Companies in the packaging industry must commit to advancing circularity, setting a range of goals to drive accountability. Recycling is a pillar of the circular economy, helping to deliver on waste management goals as well as climate and economic targets. But a confluence of factors has shaken trust in the US recycling system in recent years. The ability of companies to meet their packaging goals depends on robust recycling infrastructure.

Mr. Marshall revealed that 40 million U.S. households still lack the ability to recycle as easily as they can throw something away. Therefore, building equitable access to recycling services is a critical step to a stronger system. To elaborate on this point, Trout and Marshall were then joined by three experts from the field, who added their observations about challenges and solutions:
Louis Cummings, Solid Waste Manager, Kansas City
Jerry Schuber, Director of Solid Waste, Broken Arrow, Okla.
Alan Morrison, Division Manager, Orlando’s Solid Waste Division, Orlando, Fla.

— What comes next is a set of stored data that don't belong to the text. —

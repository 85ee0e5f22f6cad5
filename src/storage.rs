//! Storage layer for studytrack
//!
//! State lives in a flat key-value store. Each key holds one serialized
//! blob; the task list is always written as a full JSON snapshot.
//!
//! # On-disk layout ([`FileBackend`])
//!
//! ```text
//! <data dir>/
//!   tasks.json              # full task list (JSON array)
//!   tasks.json.lock         # writer lock
//!   preferred-theme.json    # dark | light
//! ```

use std::collections::HashMap;
use std::fmt;
use std::fs;
use std::path::{Path, PathBuf};
use std::sync::atomic::{AtomicBool, Ordering};
use std::sync::{Arc, Mutex, MutexGuard};

use crate::error::{Error, Result};
use crate::lock::{self, DEFAULT_LOCK_TIMEOUT_MS};
use crate::task::Task;

/// Default key for the task list blob
pub const TASKS_KEY: &str = "tasks";

/// Default key for the theme preference
pub const THEME_KEY: &str = "preferred-theme";

/// A durable string key-value store.
pub trait Backend: Send + Sync {
    fn get(&self, key: &str) -> Result<Option<String>>;
    fn set(&self, key: &str, value: &str) -> Result<()>;
}

/// Keys become file names, so only a conservative character set is allowed.
pub fn validate_key(key: &str) -> Result<()> {
    let valid = !key.is_empty()
        && !key.starts_with('.')
        && key
            .chars()
            .all(|c| c.is_ascii_alphanumeric() || matches!(c, '-' | '_' | '.'));
    if valid {
        Ok(())
    } else {
        Err(Error::InvalidArgument(format!("invalid storage key '{key}'")))
    }
}

/// One JSON file per key under a data directory.
#[derive(Debug, Clone)]
pub struct FileBackend {
    dir: PathBuf,
    lock_timeout_ms: u64,
}

impl FileBackend {
    pub fn new(dir: impl Into<PathBuf>) -> Self {
        Self {
            dir: dir.into(),
            lock_timeout_ms: DEFAULT_LOCK_TIMEOUT_MS,
        }
    }

    pub fn with_lock_timeout(mut self, timeout_ms: u64) -> Self {
        self.lock_timeout_ms = timeout_ms;
        self
    }

    pub fn dir(&self) -> &Path {
        &self.dir
    }

    /// Path of the file backing `key`
    pub fn path_for(&self, key: &str) -> Result<PathBuf> {
        validate_key(key)?;
        Ok(self.dir.join(format!("{key}.json")))
    }
}

impl Backend for FileBackend {
    fn get(&self, key: &str) -> Result<Option<String>> {
        let path = self.path_for(key)?;
        match fs::read_to_string(&path) {
            Ok(contents) => Ok(Some(contents)),
            Err(err) if err.kind() == std::io::ErrorKind::NotFound => Ok(None),
            Err(err) => Err(Error::Io(err)),
        }
    }

    fn set(&self, key: &str, value: &str) -> Result<()> {
        let path = self.path_for(key)?;
        lock::write_atomic_locked(&path, value.as_bytes(), self.lock_timeout_ms)
    }
}

/// In-process backend. Clones share the same map.
#[derive(Debug, Clone, Default)]
pub struct MemoryBackend {
    entries: Arc<Mutex<HashMap<String, String>>>,
    fail_writes: Arc<AtomicBool>,
}

impl MemoryBackend {
    pub fn new() -> Self {
        Self::default()
    }

    /// Make subsequent writes fail, as a full quota would.
    pub fn set_fail_writes(&self, fail: bool) {
        self.fail_writes.store(fail, Ordering::SeqCst);
    }

    pub fn raw(&self, key: &str) -> Option<String> {
        self.entries().get(key).cloned()
    }

    pub fn insert(&self, key: &str, value: &str) {
        self.entries().insert(key.to_string(), value.to_string());
    }

    fn entries(&self) -> MutexGuard<'_, HashMap<String, String>> {
        self.entries
            .lock()
            .unwrap_or_else(|poisoned| poisoned.into_inner())
    }
}

impl Backend for MemoryBackend {
    fn get(&self, key: &str) -> Result<Option<String>> {
        Ok(self.raw(key))
    }

    fn set(&self, key: &str, value: &str) -> Result<()> {
        if self.fail_writes.load(Ordering::SeqCst) {
            return Err(Error::OperationFailed(format!(
                "storage quota exceeded writing '{key}'"
            )));
        }
        self.insert(key, value);
        Ok(())
    }
}

/// Best-effort task list persistence under a single key.
///
/// Failures are logged and swallowed: a failed load yields an empty list
/// and a failed save leaves the previously persisted blob in place.
#[derive(Clone)]
pub struct StorageAdapter {
    backend: Arc<dyn Backend>,
    key: String,
}

impl fmt::Debug for StorageAdapter {
    fn fmt(&self, f: &mut fmt::Formatter<'_>) -> fmt::Result {
        f.debug_struct("StorageAdapter")
            .field("key", &self.key)
            .finish_non_exhaustive()
    }
}

impl StorageAdapter {
    pub fn new(backend: Arc<dyn Backend>, key: impl Into<String>) -> Self {
        Self {
            backend,
            key: key.into(),
        }
    }

    pub fn key(&self) -> &str {
        &self.key
    }

    pub fn backend(&self) -> Arc<dyn Backend> {
        Arc::clone(&self.backend)
    }

    pub fn load(&self) -> Vec<Task> {
        let raw = match self.backend.get(&self.key) {
            Ok(Some(raw)) => raw,
            Ok(None) => return Vec::new(),
            Err(err) => {
                tracing::error!(key = %self.key, error = %err, "failed to read tasks");
                return Vec::new();
            }
        };
        if raw.trim().is_empty() {
            return Vec::new();
        }
        let records: Vec<serde_json::Value> = match serde_json::from_str(&raw) {
            Ok(records) => records,
            Err(err) => {
                tracing::warn!(key = %self.key, error = %err, "persisted tasks are malformed; starting empty");
                return Vec::new();
            }
        };

        // One unreadable record must not take its siblings down with it.
        records
            .into_iter()
            .enumerate()
            .filter_map(|(index, record)| match serde_json::from_value::<Task>(record) {
                Ok(task) => Some(task),
                Err(err) => {
                    tracing::warn!(key = %self.key, index, error = %err, "skipping unreadable task record");
                    None
                }
            })
            .collect()
    }

    pub fn save(&self, tasks: &[Task]) {
        let json = match serde_json::to_string(tasks) {
            Ok(json) => json,
            Err(err) => {
                tracing::error!(key = %self.key, error = %err, "failed to serialize tasks");
                return;
            }
        };
        if let Err(err) = self.backend.set(&self.key, &json) {
            tracing::error!(key = %self.key, error = %err, "failed to save tasks");
        }
    }
}

#[cfg(test)]
mod tests {
    use super::*;
    use crate::task::{Category, Priority};
    use chrono::{NaiveDate, TimeZone, Utc};
    use tempfile::TempDir;

    fn sample_tasks() -> Vec<Task> {
        let created = Utc.with_ymd_and_hms(2025, 1, 5, 9, 30, 0).unwrap();
        let completed = Utc.with_ymd_and_hms(2025, 1, 6, 18, 0, 0).unwrap();
        vec![
            Task {
                id: "01jabc".to_string(),
                title: "Anki review".to_string(),
                description: "deck 3".to_string(),
                category: Category::Vocabulary,
                priority: Priority::High,
                due_date: NaiveDate::from_ymd_opt(2025, 1, 20),
                estimated_time: 30,
                completed: true,
                created_at: created,
                completed_at: Some(completed),
                study_time: 45,
                review_dates: Some(crate::task::review_schedule(completed)),
            },
            Task {
                id: "01jabd".to_string(),
                title: "Listen to podcast".to_string(),
                description: String::new(),
                category: Category::Listening,
                priority: Priority::Low,
                due_date: None,
                estimated_time: 0,
                completed: false,
                created_at: created,
                completed_at: None,
                study_time: 0,
                review_dates: None,
            },
        ]
    }

    #[test]
    fn save_then_load_round_trips() {
        let backend = MemoryBackend::new();
        let adapter = StorageAdapter::new(Arc::new(backend), TASKS_KEY);
        let tasks = sample_tasks();

        adapter.save(&tasks);
        assert_eq!(adapter.load(), tasks);
    }

    #[test]
    fn persisted_blob_uses_camel_case_fields() {
        let backend = MemoryBackend::new();
        let adapter = StorageAdapter::new(Arc::new(backend.clone()), TASKS_KEY);
        adapter.save(&sample_tasks());

        let raw = backend.raw(TASKS_KEY).expect("blob");
        let value: serde_json::Value = serde_json::from_str(&raw).expect("json");
        let first = &value[0];
        assert_eq!(first["dueDate"], "2025-01-20");
        assert_eq!(first["studyTime"], 45);
        assert_eq!(first["estimatedTime"], 30);
        assert_eq!(first["reviewDates"].as_array().map(Vec::len), Some(4));
        assert!(value[1].get("completedAt").is_none());
    }

    #[test]
    fn missing_or_corrupt_blob_loads_empty() {
        let backend = MemoryBackend::new();
        let adapter = StorageAdapter::new(Arc::new(backend.clone()), TASKS_KEY);
        assert!(adapter.load().is_empty());

        backend.insert(TASKS_KEY, "{not json");
        assert!(adapter.load().is_empty());
    }

    #[test]
    fn one_bad_record_does_not_erase_the_rest() {
        let backend = MemoryBackend::new();
        backend.insert(
            TASKS_KEY,
            r#"[
                {"id":"good1","title":"Keep me","category":"grammar","priority":"high",
                 "createdAt":"2025-01-01T00:00:00Z","studyTime":120},
                {"id":"neg1","title":"Negative estimate","category":"reading","priority":"low",
                 "createdAt":"2025-01-01T00:00:00Z","estimatedTime":-5,"studyTime":null},
                {"id":"bad1","title":"Unknown category","category":"cooking","priority":"low",
                 "createdAt":"2025-01-01T00:00:00Z"}
            ]"#,
        );
        let adapter = StorageAdapter::new(Arc::new(backend.clone()), TASKS_KEY);
        let mut store = crate::task::TaskStore::open(adapter.clone());

        let ids: Vec<&str> = store.get_all().iter().map(|task| task.id.as_str()).collect();
        assert_eq!(ids, vec!["good1", "neg1"]);
        let negative = store.get("neg1").expect("clamped record");
        assert_eq!(negative.estimated_time, 0);
        assert_eq!(negative.study_time, 0);

        store.create(crate::task::NewTask::new("New", Category::Speaking, Priority::Medium));

        let reloaded = adapter.load();
        assert_eq!(reloaded.len(), 3);
        let kept = reloaded.iter().find(|task| task.id == "good1").expect("good1 kept");
        assert_eq!(kept.study_time, 120);
    }

    #[test]
    fn lenient_minutes_accept_strings_and_fractions() {
        let task: Task = serde_json::from_str(
            r#"{"id":"x","title":"t","category":"writing","priority":"low",
                "createdAt":"2025-01-01T00:00:00Z","estimatedTime":"25","studyTime":12.9}"#,
        )
        .expect("lenient task");
        assert_eq!(task.estimated_time, 25);
        assert_eq!(task.study_time, 12);
    }

    #[test]
    fn failed_save_keeps_previous_blob() {
        let backend = MemoryBackend::new();
        let adapter = StorageAdapter::new(Arc::new(backend.clone()), TASKS_KEY);
        let tasks = sample_tasks();
        adapter.save(&tasks[..1]);
        let before = backend.raw(TASKS_KEY);

        backend.set_fail_writes(true);
        adapter.save(&tasks);
        assert_eq!(backend.raw(TASKS_KEY), before);
    }

    #[test]
    fn file_backend_round_trips_and_reports_missing() {
        let dir = TempDir::new().expect("tempdir");
        let backend = FileBackend::new(dir.path());

        assert_eq!(backend.get(TASKS_KEY).expect("get"), None);
        backend.set(TASKS_KEY, "[]").expect("set");
        assert_eq!(backend.get(TASKS_KEY).expect("get").as_deref(), Some("[]"));
        assert!(dir.path().join("tasks.json").exists());
    }

    #[test]
    fn file_backend_rejects_path_like_keys() {
        let dir = TempDir::new().expect("tempdir");
        let backend = FileBackend::new(dir.path());
        assert!(matches!(
            backend.set("../escape", "x"),
            Err(Error::InvalidArgument(_))
        ));
        assert!(validate_key("preferred-theme").is_ok());
        assert!(validate_key("").is_err());
    }
}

Mr. Cummings shared some of the challenges and solutions to launching a recycling program in Kansas City, Mo. He explained that convenience was a necessity, so $8 million was invested for recycling carts that are heavy-duty enough to stand up to high winds and rough handling. Another challenge was tackling confusion about what people should put into their bin. This was overcome with a comprehensive educational program what should and should not go into recycling carts. Mr. Cummings attributed a key to success as unlocking behavior change by using the right tools, motivation, and illustrating how and why to recycle. He added that some of the success stories didn’t much of money.

For example, Mr. Cummings said citizens in the Kansas City region speak as many as 60 different languages. Rather than print multi-lingual literature, each cart carries a QR code. When a citizen scans the code, the first prompt asks him or her to choose their preferred language.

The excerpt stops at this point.